Keywords: Human fibroblasts, Reprogramming, Transcriptional factors, Small molecules, Physical factors, Neurons
Introduction
Three major steps happen in the human body during the development of CNS (central nervous system): the neurogenesis and mitosis of neural progenitor cells, migration to a particular position and differentiation of neurons under gene regulation [1]. Neural progenitor cells will be able to differentiate into neurons and neuroglial cells during human’s whole life cycle [2]. Neuroglial cells differentiated from neural progenitor cells provide microenvironment for the proliferation and growth of neurons, participating in neuronal signaling and immune defense [3–6]. Neurons can be divided into sensory neurons, motor neurons, and interneurons based on different functions [7–9]. Another way of classification shows that neuronal surface receptors are different, so the neurotransmitter signals they receive are different. Therefore, people can treat neurological diseases by aiming at different surface receptors of neurons. For example, the antagonist against the GABAA receptor can improve spatial learning in rats, which is hoped to treat Alzheimer's disease [10]. In addition, there are experiments using neurochemical substrates to treat psychosis and neurological system diseases, including applying selective 5-tyrosine hydroxylase (5-HT) reuptake inhibitors to treat depression. Also, measuring extracellular histamine and acetylcholine has provided strategies to improve cognitive performance by, for example, blocking 5-HT6 or dopamine D3 receptors [11].
In addition to the above treatment of aiming at different surface receptors of neurons, people also pay attention to cell replacement therapy (CRT) for CNS diseases and applied this therapy to animal models. In recent years, people are starting to apply neurons to the treatment of disease models, studies of reprogramming human fibroblasts to neurons have emerged so rapidly, to gain the neurons from the most suitable way, we analyze three routes to obtain neurons in this paper.
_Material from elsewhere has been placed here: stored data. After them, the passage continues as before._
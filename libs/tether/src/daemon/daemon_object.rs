//! Daemon Object
//!
//! Built-in object registered under `Tether.Daemon` on every daemon. It
//! answers introspection requests, resolves LOCATION names and serves item
//! stream pulls.

use super::DaemonInner;
use crate::context::CallContext;
use crate::error::RemoteError;
use crate::object::{Capabilities, Expose, Invocation, RemoteObject, Reply};
use async_trait::async_trait;
use futures::StreamExt;
use std::sync::Weak;
use tether_codec::{AnnotationTag, Value};
use tracing::debug;

pub(crate) struct DaemonObject {
    daemon: Weak<DaemonInner>,
}

impl DaemonObject {
    pub(crate) fn new(daemon: Weak<DaemonInner>) -> Self {
        Self { daemon }
    }

    async fn next_stream_item(
        &self,
        daemon: &DaemonInner,
        ctx: &CallContext,
        stream_id: &str,
    ) -> Result<Reply, RemoteError> {
        let entry = daemon.streams.claim(stream_id, ctx.connection_id())?;
        ctx.set_reply_correlation(entry.correlation_id);

        let item = entry.stream.lock().await.next().await;
        match item {
            Some(Ok(value)) => {
                let subseq = entry.next_subseq();
                ctx.set_response_annotation(AnnotationTag::SUBSEQ, subseq.to_be_bytes().to_vec());
                Ok(Reply::Value(value))
            }
            Some(Err(error)) => {
                daemon.streams.remove(stream_id);
                Err(error)
            }
            None => {
                daemon.streams.remove(stream_id);
                debug!(stream_id, "Item stream exhausted");
                ctx.mark_stream_end();
                Ok(Reply::none())
            }
        }
    }
}

impl Expose for DaemonObject {
    fn capabilities() -> Capabilities {
        Capabilities::new()
            .method("ping")
            .method("registered")
            .method("info")
            .method("get_metadata")
            .method("resolve")
            .method("get_next_stream_item")
            .oneway("close_stream")
    }
}

#[async_trait]
impl RemoteObject for DaemonObject {
    async fn invoke(&self, ctx: &CallContext, call: Invocation) -> Result<Reply, RemoteError> {
        let daemon = self
            .daemon
            .upgrade()
            .ok_or_else(|| RemoteError::daemon("daemon is shutting down"))?;

        match call.method.as_str() {
            "ping" => Ok(Reply::none()),
            "registered" => {
                let ids = daemon.registry.ids().into_iter().map(Value::Str).collect::<Vec<_>>();
                Ok(Reply::value(ids))
            }
            "info" => Ok(Reply::Value(daemon.info())),
            "get_metadata" => {
                let object_id = call.str_arg(0, "object_id")?;
                let target = daemon
                    .registry
                    .get(object_id)
                    .ok_or_else(|| RemoteError::daemon(format!("unknown object '{}'", object_id)))?;
                Ok(Reply::Value(target.capabilities().metadata().to_value()))
            }
            "resolve" => {
                let local_name = call.str_arg(0, "local_name")?;
                let object_id = daemon.registry.resolve(local_name).ok_or_else(|| {
                    RemoteError::daemon(format!("unknown local name '{}'", local_name))
                })?;
                Ok(Reply::value(object_id))
            }
            "get_next_stream_item" => {
                let stream_id = call.str_arg(0, "stream_id")?;
                self.next_stream_item(&daemon, ctx, stream_id).await
            }
            "close_stream" => {
                let stream_id = call.str_arg(0, "stream_id")?;
                if daemon.streams.remove(stream_id) {
                    debug!(stream_id, "Item stream closed by client");
                }
                Ok(Reply::none())
            }
            other => Err(RemoteError::attribute(format!("no such daemon method '{}'", other))),
        }
    }
}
The first route is to obtain induced pluripotent stem cells (iPSCs) by reprogramming human fibroblasts and then obtain neurons differentiated from iPSCs to treat nervous system. Cholinergic neurons induced by human mesenchymal stem cells (MSCs) were used to treat Alzheimer's disease and effectively improved the spatial learning and memory ability of AD rats [12]. In addition, human amniotic MSCs were pointed out the therapeutic characteristics in multiple sclerosis [13], and embryonic stem cells (ESCs) or iPSCs were applied to CRT, or direct lineage reprogramming in animal models of Parkinson's disease, these cells survived, activated, integrated, and provided functional recovery [14]. However, the main problems of using omnipotent cells as the starting material for CRT are their incomplete differentiation and their tendency to form tumors after transplantation [15].
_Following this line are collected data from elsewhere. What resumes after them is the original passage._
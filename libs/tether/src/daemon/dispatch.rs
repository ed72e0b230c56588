//! Call Dispatch
//!
//! Turns an INVOKE message into a method invocation and the invocation's
//! outcome into a RESULT message. Lookup, exposure and authentication
//! checks all happen before the target object sees the call.

use super::server::Flow;
use super::{Daemon, ServerConnection};
use crate::context::CallContext;
use crate::error::{RemoteError, PROTOCOL_ERROR};
use crate::uri::Uri;
use crate::object::{self, Invocation, MethodSpec, RemoteObject, Reply, GET_ATTRIBUTE, SET_ATTRIBUTE};
use std::collections::HashMap;
use std::sync::Arc;
use tether_codec::{
    AnnotationTag, Annotations, CallBody, ErrorEnvelope, JsonSerializer, Message, MessageFlags,
    MessageType, Outcome, Payload, Value,
};
use tether_config::{ServerType, DAEMON_OBJECT_ID};
use tether_network::TransportError;
use tracing::{debug, trace, warn};

/// Daemon object method whose pulls run on the worker pool in multiplexed mode
const STREAM_PULL: &str = "get_next_stream_item";
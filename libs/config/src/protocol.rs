//! Protocol constants
//!
//! Well-known object ids, default ports and the names used for the
//! stock payload serializers. Everything here is fixed at compile time;
//! tunable values live on [`crate::ProtocolConfig`].

/// Object id of the built-in object every daemon registers for itself
pub const DAEMON_OBJECT_ID: &str = "Tether.Daemon";

/// Registration name (and object id) of the name server
pub const NAMESERVER_NAME: &str = "Tether.NameServer";

/// Default name server port, used when a NAME or METADATA location omits one
pub const DEFAULT_NS_PORT: u16 = 9090;

/// Default daemon port (0 lets the OS pick one)
pub const DEFAULT_DAEMON_PORT: u16 = 0;

/// Default bind host for daemons and the name server
pub const DEFAULT_HOST: &str = "localhost";

/// Prefix for environment variable overrides (`TETHER_COMM_TIMEOUT=2.5`)
pub const ENV_PREFIX: &str = "TETHER";

/// Payload serializer names understood by the codec
pub mod serializers {
    pub const JSON: &str = "json";
    pub const BINCODE: &str = "bincode";

    /// All stock serializers, in preference order
    pub const ALL: &[&str] = &[JSON, BINCODE];
}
The second route is to obtain neural stem cells (NSCs) by reprogramming human fibroblasts and then obtain neurons differentiated from NSCs to treat nervous system. The method used in the past to obtain neural stem cells from primary fetal brain tissue was ethically controversial and greatly exacerbated the likelihood of immune rejection and contamination in that cells from multiple fetuses were used in a single graft [16]. Therefore, the induction of NSCs reprogramming from human fibroblasts has great potential in CRT and models of nervous system diseases in vitro. This kind of NSCs has also been used in the treatment of disease models. Several key transcriptional factors (TFs) of neural progenitor cells were used to reprogram mouse and human fibroblasts to NSCs, which effectively ameliorated cognitive dysfunction of AD mice [17]. Neurons and astrocytes differentiated from NSCs were regulated by miRNA-146a to treat neurodevelopmental disorders [18], in addition, rats’ astrocytes were reprogrammed to NSCs which were used in the treatment of Neurodegenerative disease [6]. Considering the quantity of cells needed for CRT and the viability of transplanted cells, it is promising to select directionally differentiated NSCs for CRT.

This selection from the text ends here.